**Exercise instructions**
Sort through the entries below and pull out lines containing the word "leftovers".

===

//
// storage.rs
// Dicom-Scans-rs
//
// Persists patient scans to a single compressed .npz archive, one group of datasets per key, and reads them back.
//
// Thales Matheus Mendonça Santos - October 2026

use std::borrow::Borrow;
use std::collections::{BTreeMap, BTreeSet, HashSet};
use std::fs::File;
use std::io::{BufWriter, Write};
use std::path::Path;

use ndarray::{Array1, Array3};
use ndarray_npy::{NpzReader, NpzWriter};
use tempfile::NamedTempFile;
use tracing::{debug, info, warn};

use crate::error::PersistenceError;
use crate::models::{MaskMap, PatientScan, ScanAttributes};

const VOLUME: &str = "volume";
const ATTRIBUTES: &str = "attributes";
const MASKS: &str = "masks";
const NPY_SUFFIX: &str = ".npy";

/// Write every `(key, scan)` pair into a new archive at `path`, replacing any existing file.
///
/// Scans are consumed one at a time, so a lazy [`crate::Collection`] can be
/// streamed straight in. The archive is assembled in a temporary file next to
/// `path` and only moved into place once every scan is written; on error the
/// previous file at `path` is untouched.
///
/// Returns the number of scans written.
pub fn write_scans<K, S, I>(path: &Path, scans: I) -> Result<usize, PersistenceError>
where
    K: AsRef<str>,
    S: Borrow<PatientScan>,
    I: IntoIterator<Item = (K, S)>,
{
    let io_error = |source| PersistenceError::Io {
        path: path.to_path_buf(),
        source,
    };
    let parent = match path.parent() {
        Some(parent) if !parent.as_os_str().is_empty() => parent,
        _ => Path::new("."),
    };
    let staging = NamedTempFile::new_in(parent).map_err(io_error)?;
    let file = staging.as_file().try_clone().map_err(io_error)?;
    let mut npz = NpzWriter::new_compressed(BufWriter::new(file));
    let mut written = HashSet::new();

    for (key, scan) in scans {
        let (key, scan) = (key.as_ref(), scan.borrow());
        if key.is_empty() {
            return Err(PersistenceError::EmptyKey);
        }
        if !written.insert(key.to_string()) {
            return Err(PersistenceError::DuplicateKey(key.to_string()));
        }
        let group = escape(key);

        let attributes =
            serde_json::to_vec(scan.attributes()).map_err(|source| PersistenceError::Attributes {
                key: key.to_string(),
                source,
            })?;
        add(&mut npz, format!("{group}/{ATTRIBUTES}"), &Array1::from(attributes))?;
        add(&mut npz, format!("{group}/{VOLUME}"), scan.volume())?;
        for (name, mask) in scan.masks() {
            add(&mut npz, format!("{group}/{MASKS}/{}", escape(name)), mask)?;
        }
        debug!(key, masks = scan.masks().len(), "archived scan");
    }

    let mut writer = npz.finish().map_err(|source| PersistenceError::Write {
        name: path.display().to_string(),
        source,
    })?;
    writer.flush().map_err(io_error)?;
    staging
        .persist(path)
        .map_err(|err| io_error(err.error))?;
    info!(path = %path.display(), scans = written.len(), "wrote scan archive");
    Ok(written.len())
}

fn add<S, D>(
    npz: &mut NpzWriter<BufWriter<File>>,
    name: String,
    array: &ndarray::ArrayBase<S, D>,
) -> Result<(), PersistenceError>
where
    S: ndarray::Data,
    S::Elem: ndarray_npy::WritableElement,
    D: ndarray::Dimension,
{
    let stored = format!("{name}{NPY_SUFFIX}");
    npz.add_array(stored, array)
        .map_err(|source| PersistenceError::Write { name, source })
}

/// Dataset locations of one group, by unescaped key.
#[derive(Default)]
struct Group {
    volume: Option<String>,
    attributes: Option<String>,
    masks: BTreeMap<String, String>,
}

fn open_reader(path: &Path) -> Result<NpzReader<File>, PersistenceError> {
    let file = File::open(path).map_err(|source| PersistenceError::Io {
        path: path.to_path_buf(),
        source,
    })?;
    NpzReader::new(file).map_err(|source| PersistenceError::Read {
        name: path.display().to_string(),
        source,
    })
}

fn index_groups(
    npz: &mut NpzReader<File>,
    path: &Path,
) -> Result<BTreeMap<String, Group>, PersistenceError> {
    let names = npz.names().map_err(|source| PersistenceError::Read {
        name: path.display().to_string(),
        source,
    })?;

    let mut groups: BTreeMap<String, Group> = BTreeMap::new();
    for stored in names {
        // Every dataset is written with exactly one suffix; anything else is foreign.
        let Some(entry) = stored.strip_suffix(NPY_SUFFIX) else {
            warn!(entry = %stored, "ignoring entry without the .npy suffix");
            continue;
        };
        let Some((group, dataset)) = entry.split_once('/') else {
            warn!(entry, "ignoring dataset outside any group");
            continue;
        };
        let slot = groups.entry(unescape(group)).or_default();
        match dataset.split_once('/') {
            None if dataset == VOLUME => slot.volume = Some(stored.clone()),
            None if dataset == ATTRIBUTES => slot.attributes = Some(stored.clone()),
            Some((MASKS, name)) => {
                slot.masks.insert(unescape(name), stored.clone());
            }
            _ => warn!(entry, "ignoring unknown dataset"),
        }
    }
    Ok(groups)
}

/// Keys of every group in the archive, sorted, without loading any arrays.
pub fn list_keys(path: &Path) -> Result<Vec<String>, PersistenceError> {
    let mut npz = open_reader(path)?;
    let keys: BTreeSet<String> = index_groups(&mut npz, path)?.into_keys().collect();
    Ok(keys.into_iter().collect())
}

/// Read every group of the archive back into scans keyed as they were written.
pub fn read_scans(path: &Path) -> Result<BTreeMap<String, PatientScan>, PersistenceError> {
    let mut npz = open_reader(path)?;
    let groups = index_groups(&mut npz, path)?;

    let mut scans = BTreeMap::new();
    for (key, group) in groups {
        let missing = |dataset| PersistenceError::MissingDataset {
            key: key.clone(),
            dataset,
        };
        let attributes_name = group.attributes.ok_or_else(|| missing(ATTRIBUTES))?;
        let volume_name = group.volume.ok_or_else(|| missing(VOLUME))?;

        let raw: Array1<u8> = read(&mut npz, &attributes_name)?;
        let attributes: ScanAttributes = serde_json::from_slice(&raw.to_vec()).map_err(|source| {
            PersistenceError::Attributes {
                key: key.clone(),
                source,
            }
        })?;
        let volume: Array3<f32> = read(&mut npz, &volume_name)?;

        let mut masks = MaskMap::new();
        for (name, stored) in group.masks {
            masks.insert(name, read(&mut npz, &stored)?);
        }

        let scan = PatientScan::new(attributes, volume, masks).map_err(|err| {
            PersistenceError::Corrupted {
                key: key.clone(),
                source: Box::new(err),
            }
        })?;
        scans.insert(key, scan);
    }

    info!(path = %path.display(), scans = scans.len(), "read scan archive");
    Ok(scans)
}

fn read<A, D>(npz: &mut NpzReader<File>, name: &str) -> Result<ndarray::Array<A, D>, PersistenceError>
where
    A: ndarray_npy::ReadableElement,
    D: ndarray::Dimension,
{
    npz.by_name(name).map_err(|source| PersistenceError::Read {
        name: name.to_string(),
        source,
    })
}

/// Percent-escape the group separator and the escape character itself.
fn escape(part: &str) -> String {
    let mut out = String::with_capacity(part.len());
    for ch in part.chars() {
        match ch {
            '%' => out.push_str("%25"),
            '/' => out.push_str("%2F"),
            _ => out.push(ch),
        }
    }
    out
}

fn unescape(part: &str) -> String {
    part.replace("%2F", "/").replace("%25", "%")
}

#[cfg(test)]
mod tests {
    use super::*;
    use tempfile::tempdir;

    fn scan(patient_id: &str) -> PatientScan {
        let attributes = ScanAttributes {
            patient_id: patient_id.to_string(),
            modality: "CT".to_string(),
            manufacturer: Some("ACME".to_string()),
            scanner: None,
            study_date: None,
            dimension_original: [2, 3, 4],
            spacings: [1.0, 1.0, 2.0],
            voxel_spacing: [1.0, 1.0, 2.0],
        };
        let volume = Array3::from_shape_fn((2, 3, 4), |(i, j, k)| (i * 12 + j * 4 + k) as f32 - 1000.5);
        let masks = MaskMap::from([
            ("a/b".to_string(), Array3::from_shape_fn((2, 3, 4), |(i, _, _)| i == 1)),
            ("heart".to_string(), Array3::from_elem((2, 3, 4), false)),
        ]);
        PatientScan::new(attributes, volume, masks).expect("scan")
    }

    #[test]
    fn escaping_is_reversible_for_separators() {
        for raw in ["plain", "a/b", "100%", "%2F/"] {
            let escaped = escape(raw);
            assert!(!escaped.contains('/'));
            assert_eq!(unescape(&escaped), raw);
        }
    }

    #[test]
    fn round_trip_preserves_arrays_and_names() {
        let dir = tempdir().expect("tmpdir");
        let path = dir.path().join("scans.npz");
        let one = scan("P1");
        let two = scan("P2");

        let written = write_scans(&path, [("patient/1", &one), ("patient%2", &two)]).expect("write");
        assert_eq!(written, 2);
        assert_eq!(list_keys(&path).expect("keys"), vec!["patient%2", "patient/1"]);

        let back = read_scans(&path).expect("read");
        assert_eq!(back["patient/1"], one);
        assert_eq!(back["patient%2"], two);
        assert_eq!(back["patient/1"].mask_names(), vec!["a/b", "heart"]);
    }

    #[test]
    fn rejects_empty_and_duplicate_keys() {
        let dir = tempdir().expect("tmpdir");
        let path = dir.path().join("scans.npz");
        let one = scan("P1");

        assert!(matches!(
            write_scans(&path, [("", &one)]),
            Err(PersistenceError::EmptyKey)
        ));
        assert!(matches!(
            write_scans(&path, [("k", &one), ("k", &one)]),
            Err(PersistenceError::DuplicateKey(key)) if key == "k"
        ));
    }

    #[test]
    fn names_ending_in_the_dataset_suffix_survive() {
        let dir = tempdir().expect("tmpdir");
        let path = dir.path().join("scans.npz");
        let (attributes, volume, _) = scan("P1").into_parts();
        let masks = MaskMap::from([("liver.npy".to_string(), Array3::from_elem((2, 3, 4), true))]);
        let odd = PatientScan::new(attributes, volume, masks).expect("scan");

        write_scans(&path, [("group.npy", &odd)]).expect("write");
        assert_eq!(list_keys(&path).expect("keys"), vec!["group.npy"]);
        let back = read_scans(&path).expect("read");
        assert_eq!(back["group.npy"].mask_names(), vec!["liver.npy"]);
        assert_eq!(back["group.npy"], odd);
    }

    #[test]
    fn failed_write_keeps_the_previous_archive() {
        let dir = tempdir().expect("tmpdir");
        let path = dir.path().join("scans.npz");
        let one = scan("P1");
        write_scans(&path, [("good", &one)]).expect("write");

        let err = write_scans(&path, [("fresh", &one), ("fresh", &one)]).unwrap_err();
        assert!(matches!(err, PersistenceError::DuplicateKey(_)));
        assert_eq!(list_keys(&path).expect("keys"), vec!["good"]);
        assert_eq!(read_scans(&path).expect("read")["good"], one);

        let leftovers = std::fs::read_dir(dir.path()).expect("list").count();
        assert_eq!(leftovers, 1);
    }

    #[test]
    fn accepts_owned_scans_from_an_iterator() {
        let dir = tempdir().expect("tmpdir");
        let path = dir.path().join("scans.npz");
        let scans = ["P1", "P2", "P3"].into_iter().map(|id| (id.to_lowercase(), scan(id)));

        assert_eq!(write_scans(&path, scans).expect("write"), 3);
        assert_eq!(list_keys(&path).expect("keys"), vec!["p1", "p2", "p3"]);
    }

    #[test]
    fn missing_archive_is_an_io_error() {
        let dir = tempdir().expect("tmpdir");
        assert!(matches!(
            read_scans(&dir.path().join("absent.npz")),
            Err(PersistenceError::Io { .. })
        ));
    }
}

===

**Result for this exercise**
        let leftovers = std::fs::read_dir(dir.path()).expect("list").count();
        assert_eq!(leftovers, 1);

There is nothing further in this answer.